■ **Source data**:

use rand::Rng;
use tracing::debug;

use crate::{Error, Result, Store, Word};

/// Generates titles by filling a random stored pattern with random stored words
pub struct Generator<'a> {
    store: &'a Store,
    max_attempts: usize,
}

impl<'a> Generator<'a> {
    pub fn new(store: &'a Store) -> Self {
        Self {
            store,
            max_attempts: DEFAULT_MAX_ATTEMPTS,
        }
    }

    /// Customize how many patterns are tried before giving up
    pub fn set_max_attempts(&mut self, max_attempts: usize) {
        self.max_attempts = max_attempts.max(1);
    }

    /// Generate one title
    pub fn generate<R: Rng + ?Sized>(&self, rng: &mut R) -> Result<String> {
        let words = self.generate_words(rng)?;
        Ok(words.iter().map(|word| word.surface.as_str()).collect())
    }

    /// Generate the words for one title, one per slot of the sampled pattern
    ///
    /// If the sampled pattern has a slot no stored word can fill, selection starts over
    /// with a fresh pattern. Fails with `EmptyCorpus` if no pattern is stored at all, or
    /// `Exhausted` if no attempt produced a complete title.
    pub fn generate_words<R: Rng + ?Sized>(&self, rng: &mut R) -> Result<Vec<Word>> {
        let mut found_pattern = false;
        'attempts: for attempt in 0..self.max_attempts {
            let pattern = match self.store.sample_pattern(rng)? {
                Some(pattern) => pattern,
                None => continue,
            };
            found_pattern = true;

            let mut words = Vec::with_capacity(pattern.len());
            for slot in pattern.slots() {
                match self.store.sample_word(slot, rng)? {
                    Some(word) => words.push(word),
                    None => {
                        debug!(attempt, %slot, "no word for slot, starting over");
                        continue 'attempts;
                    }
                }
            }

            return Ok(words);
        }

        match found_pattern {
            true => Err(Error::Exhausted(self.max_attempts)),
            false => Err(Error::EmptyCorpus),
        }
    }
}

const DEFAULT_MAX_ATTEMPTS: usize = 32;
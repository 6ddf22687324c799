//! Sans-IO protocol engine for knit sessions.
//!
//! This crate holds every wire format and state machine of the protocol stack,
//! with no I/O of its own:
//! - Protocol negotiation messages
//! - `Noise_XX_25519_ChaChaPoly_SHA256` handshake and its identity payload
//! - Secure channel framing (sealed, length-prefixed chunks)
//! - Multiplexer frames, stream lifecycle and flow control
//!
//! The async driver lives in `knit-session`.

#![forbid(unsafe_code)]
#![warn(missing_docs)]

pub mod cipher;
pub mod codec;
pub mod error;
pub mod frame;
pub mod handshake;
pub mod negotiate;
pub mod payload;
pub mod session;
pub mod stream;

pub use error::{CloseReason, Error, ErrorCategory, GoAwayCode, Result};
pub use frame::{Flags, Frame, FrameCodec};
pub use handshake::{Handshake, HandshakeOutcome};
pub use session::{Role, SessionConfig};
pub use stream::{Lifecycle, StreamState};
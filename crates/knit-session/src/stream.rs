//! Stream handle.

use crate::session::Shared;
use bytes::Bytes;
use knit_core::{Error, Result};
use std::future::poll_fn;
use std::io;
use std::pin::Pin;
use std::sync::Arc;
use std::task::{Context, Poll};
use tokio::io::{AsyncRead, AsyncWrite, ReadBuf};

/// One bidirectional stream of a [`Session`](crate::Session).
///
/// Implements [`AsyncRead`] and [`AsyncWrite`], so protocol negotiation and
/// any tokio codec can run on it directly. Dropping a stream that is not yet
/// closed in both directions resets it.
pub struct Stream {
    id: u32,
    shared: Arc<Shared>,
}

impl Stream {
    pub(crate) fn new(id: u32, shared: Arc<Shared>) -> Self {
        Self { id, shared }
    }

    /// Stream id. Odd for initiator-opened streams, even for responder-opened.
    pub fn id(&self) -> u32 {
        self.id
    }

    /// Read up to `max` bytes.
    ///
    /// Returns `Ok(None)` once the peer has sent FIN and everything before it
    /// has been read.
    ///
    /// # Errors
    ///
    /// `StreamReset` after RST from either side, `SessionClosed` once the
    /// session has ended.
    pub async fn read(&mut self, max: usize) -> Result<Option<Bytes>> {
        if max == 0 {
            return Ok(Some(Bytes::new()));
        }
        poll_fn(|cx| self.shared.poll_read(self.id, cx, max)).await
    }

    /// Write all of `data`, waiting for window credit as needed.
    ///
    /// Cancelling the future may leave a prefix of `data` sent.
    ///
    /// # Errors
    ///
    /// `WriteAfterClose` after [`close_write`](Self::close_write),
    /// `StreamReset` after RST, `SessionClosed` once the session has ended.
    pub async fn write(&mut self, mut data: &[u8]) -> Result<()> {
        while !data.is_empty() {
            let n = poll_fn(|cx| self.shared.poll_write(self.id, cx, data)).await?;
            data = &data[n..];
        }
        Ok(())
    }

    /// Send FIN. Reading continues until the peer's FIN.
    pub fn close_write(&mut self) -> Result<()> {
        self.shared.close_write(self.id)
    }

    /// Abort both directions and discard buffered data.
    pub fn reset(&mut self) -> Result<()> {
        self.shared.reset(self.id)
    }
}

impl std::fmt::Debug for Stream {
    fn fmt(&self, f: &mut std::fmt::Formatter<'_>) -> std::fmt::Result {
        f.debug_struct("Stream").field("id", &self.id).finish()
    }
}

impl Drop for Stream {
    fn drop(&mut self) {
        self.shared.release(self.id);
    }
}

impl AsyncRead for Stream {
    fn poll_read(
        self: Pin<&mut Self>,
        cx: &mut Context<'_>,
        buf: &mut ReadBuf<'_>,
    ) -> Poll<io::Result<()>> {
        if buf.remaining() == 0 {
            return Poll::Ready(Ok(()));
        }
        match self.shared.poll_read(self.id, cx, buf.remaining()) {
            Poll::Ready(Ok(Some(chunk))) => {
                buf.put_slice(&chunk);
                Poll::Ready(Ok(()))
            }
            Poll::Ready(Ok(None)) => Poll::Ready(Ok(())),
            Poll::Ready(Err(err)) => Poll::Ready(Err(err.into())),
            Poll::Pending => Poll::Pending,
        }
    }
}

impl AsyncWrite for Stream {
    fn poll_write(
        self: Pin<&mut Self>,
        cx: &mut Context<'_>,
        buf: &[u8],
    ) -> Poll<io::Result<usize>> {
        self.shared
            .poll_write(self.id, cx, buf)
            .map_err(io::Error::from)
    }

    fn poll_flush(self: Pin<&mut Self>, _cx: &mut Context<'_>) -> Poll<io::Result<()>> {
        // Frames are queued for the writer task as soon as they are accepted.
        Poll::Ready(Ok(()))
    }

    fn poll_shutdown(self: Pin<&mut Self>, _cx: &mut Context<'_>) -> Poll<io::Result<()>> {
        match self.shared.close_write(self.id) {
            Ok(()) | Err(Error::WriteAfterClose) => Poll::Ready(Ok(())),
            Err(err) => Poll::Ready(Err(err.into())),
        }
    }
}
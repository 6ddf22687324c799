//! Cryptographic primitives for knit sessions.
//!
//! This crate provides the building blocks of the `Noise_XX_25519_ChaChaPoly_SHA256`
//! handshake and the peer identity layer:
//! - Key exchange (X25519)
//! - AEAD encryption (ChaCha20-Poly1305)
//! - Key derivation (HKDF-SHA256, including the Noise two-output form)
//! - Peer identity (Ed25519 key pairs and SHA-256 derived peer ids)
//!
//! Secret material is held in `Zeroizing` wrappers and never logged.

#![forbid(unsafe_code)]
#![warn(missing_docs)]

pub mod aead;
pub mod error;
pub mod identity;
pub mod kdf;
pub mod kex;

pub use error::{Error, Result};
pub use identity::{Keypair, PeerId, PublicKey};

■ **What you will do**: Would you output, from the records above, exactly the run of lines that starts at the line containing "credit as needed." and ends at the line containing "the peer's FIN.", and only that run?

■ **Solution to this problem**:
    /// Write all of `data`, waiting for window credit as needed.
    ///
    /// Cancelling the future may leave a prefix of `data` sent.
    ///
    /// # Errors
    ///
    /// `WriteAfterClose` after [`close_write`](Self::close_write),
    /// `StreamReset` after RST, `SessionClosed` once the session has ended.
    pub async fn write(&mut self, mut data: &[u8]) -> Result<()> {
        while !data.is_empty() {
            let n = poll_fn(|cx| self.shared.poll_write(self.id, cx, data)).await?;
            data = &data[n..];
        }
        Ok(())
    }

    /// Send FIN. Reading continues until the peer's FIN.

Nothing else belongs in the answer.